TASK INSTRUCTIONS: From the entries below, retype only the lines from the one with "return exact;" through the one with "self.sort(&mut orientations);", exactly as written.

DATA SECTION:
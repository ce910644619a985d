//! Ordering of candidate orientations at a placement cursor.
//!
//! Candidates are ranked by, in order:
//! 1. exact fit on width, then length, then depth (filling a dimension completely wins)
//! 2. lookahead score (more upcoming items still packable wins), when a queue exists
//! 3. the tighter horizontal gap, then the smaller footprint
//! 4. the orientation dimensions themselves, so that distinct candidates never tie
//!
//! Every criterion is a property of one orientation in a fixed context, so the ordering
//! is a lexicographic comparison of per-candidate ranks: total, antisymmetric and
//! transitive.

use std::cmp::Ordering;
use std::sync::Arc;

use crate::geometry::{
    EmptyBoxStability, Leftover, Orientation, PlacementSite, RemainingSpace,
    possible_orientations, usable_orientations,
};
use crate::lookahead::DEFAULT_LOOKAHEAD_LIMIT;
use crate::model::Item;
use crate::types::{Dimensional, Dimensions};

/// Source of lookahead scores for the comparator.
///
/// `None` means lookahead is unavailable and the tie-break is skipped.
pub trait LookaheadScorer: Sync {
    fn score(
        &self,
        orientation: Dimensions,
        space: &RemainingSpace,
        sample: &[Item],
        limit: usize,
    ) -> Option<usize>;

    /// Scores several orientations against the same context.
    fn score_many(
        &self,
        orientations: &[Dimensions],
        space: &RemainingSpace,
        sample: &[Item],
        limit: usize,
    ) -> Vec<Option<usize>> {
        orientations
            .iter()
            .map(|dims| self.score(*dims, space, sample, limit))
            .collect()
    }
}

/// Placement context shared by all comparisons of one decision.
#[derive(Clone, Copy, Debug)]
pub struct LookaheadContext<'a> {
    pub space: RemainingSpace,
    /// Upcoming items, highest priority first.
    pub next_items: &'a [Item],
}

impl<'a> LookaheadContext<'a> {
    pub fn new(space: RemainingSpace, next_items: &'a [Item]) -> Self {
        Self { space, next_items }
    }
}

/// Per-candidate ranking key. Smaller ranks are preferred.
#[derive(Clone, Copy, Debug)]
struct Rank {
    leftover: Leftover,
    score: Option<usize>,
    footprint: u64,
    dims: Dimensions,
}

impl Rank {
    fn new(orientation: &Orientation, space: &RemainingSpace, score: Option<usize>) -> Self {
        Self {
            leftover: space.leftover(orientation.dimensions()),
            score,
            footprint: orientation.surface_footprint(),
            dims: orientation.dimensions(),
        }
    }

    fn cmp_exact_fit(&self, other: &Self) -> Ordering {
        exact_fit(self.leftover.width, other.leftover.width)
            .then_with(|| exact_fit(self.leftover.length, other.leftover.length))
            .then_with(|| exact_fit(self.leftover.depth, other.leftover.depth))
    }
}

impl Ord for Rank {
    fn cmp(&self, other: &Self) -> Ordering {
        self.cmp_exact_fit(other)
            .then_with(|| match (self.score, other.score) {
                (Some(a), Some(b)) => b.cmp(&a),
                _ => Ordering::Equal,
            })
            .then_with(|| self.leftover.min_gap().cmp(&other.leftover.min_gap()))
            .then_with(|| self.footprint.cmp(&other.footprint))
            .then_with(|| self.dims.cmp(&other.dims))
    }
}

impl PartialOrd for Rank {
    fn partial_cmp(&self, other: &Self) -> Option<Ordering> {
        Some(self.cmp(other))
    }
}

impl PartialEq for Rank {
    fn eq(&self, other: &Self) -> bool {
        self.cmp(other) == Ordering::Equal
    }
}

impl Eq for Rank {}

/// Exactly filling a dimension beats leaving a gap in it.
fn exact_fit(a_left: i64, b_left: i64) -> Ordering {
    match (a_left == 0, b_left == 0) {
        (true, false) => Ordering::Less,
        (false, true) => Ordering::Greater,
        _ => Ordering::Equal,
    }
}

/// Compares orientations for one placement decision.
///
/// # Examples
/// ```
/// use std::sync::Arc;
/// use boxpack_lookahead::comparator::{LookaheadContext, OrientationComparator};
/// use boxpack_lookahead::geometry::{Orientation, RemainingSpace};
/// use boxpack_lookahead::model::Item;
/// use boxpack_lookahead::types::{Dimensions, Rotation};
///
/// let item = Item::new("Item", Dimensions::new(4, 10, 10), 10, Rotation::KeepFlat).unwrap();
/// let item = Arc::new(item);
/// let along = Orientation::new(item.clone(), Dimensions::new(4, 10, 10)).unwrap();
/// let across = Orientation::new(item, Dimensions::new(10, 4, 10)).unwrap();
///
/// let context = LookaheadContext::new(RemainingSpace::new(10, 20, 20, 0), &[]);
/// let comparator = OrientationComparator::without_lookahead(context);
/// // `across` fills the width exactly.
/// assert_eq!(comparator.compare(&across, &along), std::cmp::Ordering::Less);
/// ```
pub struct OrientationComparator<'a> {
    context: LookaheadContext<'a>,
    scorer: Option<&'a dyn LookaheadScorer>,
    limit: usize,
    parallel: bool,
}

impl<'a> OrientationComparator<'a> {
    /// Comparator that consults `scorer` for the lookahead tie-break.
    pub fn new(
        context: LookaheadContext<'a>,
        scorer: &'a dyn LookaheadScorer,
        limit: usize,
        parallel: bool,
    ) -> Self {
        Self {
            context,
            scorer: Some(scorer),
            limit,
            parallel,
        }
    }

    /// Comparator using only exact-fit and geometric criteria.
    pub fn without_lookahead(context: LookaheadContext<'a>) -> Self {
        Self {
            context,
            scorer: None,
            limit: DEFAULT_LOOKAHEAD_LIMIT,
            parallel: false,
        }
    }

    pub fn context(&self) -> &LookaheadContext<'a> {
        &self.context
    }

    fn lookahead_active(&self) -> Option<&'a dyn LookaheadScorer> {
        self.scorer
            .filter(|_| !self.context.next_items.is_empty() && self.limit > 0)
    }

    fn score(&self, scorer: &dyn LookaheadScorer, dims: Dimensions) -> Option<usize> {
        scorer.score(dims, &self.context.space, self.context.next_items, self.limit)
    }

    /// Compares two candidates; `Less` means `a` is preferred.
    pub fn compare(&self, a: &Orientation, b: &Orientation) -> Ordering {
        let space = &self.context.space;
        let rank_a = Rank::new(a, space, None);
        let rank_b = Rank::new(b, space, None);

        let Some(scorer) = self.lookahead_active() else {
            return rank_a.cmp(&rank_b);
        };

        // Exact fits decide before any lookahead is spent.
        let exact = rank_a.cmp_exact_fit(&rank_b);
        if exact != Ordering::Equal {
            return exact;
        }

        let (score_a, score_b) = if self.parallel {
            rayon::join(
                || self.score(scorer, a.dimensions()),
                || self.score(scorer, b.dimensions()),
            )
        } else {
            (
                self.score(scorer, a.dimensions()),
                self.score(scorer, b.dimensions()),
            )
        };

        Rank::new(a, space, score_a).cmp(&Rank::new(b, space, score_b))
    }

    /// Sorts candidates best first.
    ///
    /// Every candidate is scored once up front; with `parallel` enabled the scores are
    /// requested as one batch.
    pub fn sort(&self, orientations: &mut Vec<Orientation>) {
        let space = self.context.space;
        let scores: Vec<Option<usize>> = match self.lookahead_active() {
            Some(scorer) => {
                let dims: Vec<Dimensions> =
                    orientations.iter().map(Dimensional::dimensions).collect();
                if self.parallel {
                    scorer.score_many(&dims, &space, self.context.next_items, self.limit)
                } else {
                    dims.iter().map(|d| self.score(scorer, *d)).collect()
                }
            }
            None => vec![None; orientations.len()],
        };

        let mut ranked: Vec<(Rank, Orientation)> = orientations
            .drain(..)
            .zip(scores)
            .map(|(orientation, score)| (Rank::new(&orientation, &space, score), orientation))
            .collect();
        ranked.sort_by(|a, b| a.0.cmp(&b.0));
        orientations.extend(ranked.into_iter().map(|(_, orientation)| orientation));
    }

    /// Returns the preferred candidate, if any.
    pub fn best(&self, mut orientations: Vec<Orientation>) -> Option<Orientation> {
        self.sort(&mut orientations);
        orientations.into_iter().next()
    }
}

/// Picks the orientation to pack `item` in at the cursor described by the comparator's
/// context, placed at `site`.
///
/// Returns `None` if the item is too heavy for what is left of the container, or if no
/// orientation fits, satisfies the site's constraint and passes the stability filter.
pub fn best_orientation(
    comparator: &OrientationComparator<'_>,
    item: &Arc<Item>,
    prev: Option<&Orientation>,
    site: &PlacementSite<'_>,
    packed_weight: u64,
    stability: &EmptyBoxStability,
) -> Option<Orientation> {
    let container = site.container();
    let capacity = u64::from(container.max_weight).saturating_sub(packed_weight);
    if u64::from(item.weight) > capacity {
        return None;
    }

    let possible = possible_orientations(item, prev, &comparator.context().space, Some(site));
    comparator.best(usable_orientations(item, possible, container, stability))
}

EXERCISE OUTPUT:
            return exact;
        }

        let (score_a, score_b) = if self.parallel {
            rayon::join(
                || self.score(scorer, a.dimensions()),
                || self.score(scorer, b.dimensions()),
            )
        } else {
            (
                self.score(scorer, a.dimensions()),
                self.score(scorer, b.dimensions()),
            )
        };

        Rank::new(a, space, score_a).cmp(&Rank::new(b, space, score_b))
    }

    /// Sorts candidates best first.
    ///
    /// Every candidate is scored once up front; with `parallel` enabled the scores are
    /// requested as one batch.
    pub fn sort(&self, orientations: &mut Vec<Orientation>) {
        let space = self.context.space;
        let scores: Vec<Option<usize>> = match self.lookahead_active() {
            Some(scorer) => {
                let dims: Vec<Dimensions> =
                    orientations.iter().map(Dimensional::dimensions).collect();
                if self.parallel {
                    scorer.score_many(&dims, &space, self.context.next_items, self.limit)
                } else {
                    dims.iter().map(|d| self.score(scorer, *d)).collect()
                }
            }
            None => vec![None; orientations.len()],
        };

        let mut ranked: Vec<(Rank, Orientation)> = orientations
            .drain(..)
            .zip(scores)
            .map(|(orientation, score)| (Rank::new(&orientation, &space, score), orientation))
            .collect();
        ranked.sort_by(|a, b| a.0.cmp(&b.0));
        orientations.extend(ranked.into_iter().map(|(_, orientation)| orientation));
    }

    /// Returns the preferred candidate, if any.
    pub fn best(&self, mut orientations: Vec<Orientation>) -> Option<Orientation> {
        self.sort(&mut orientations);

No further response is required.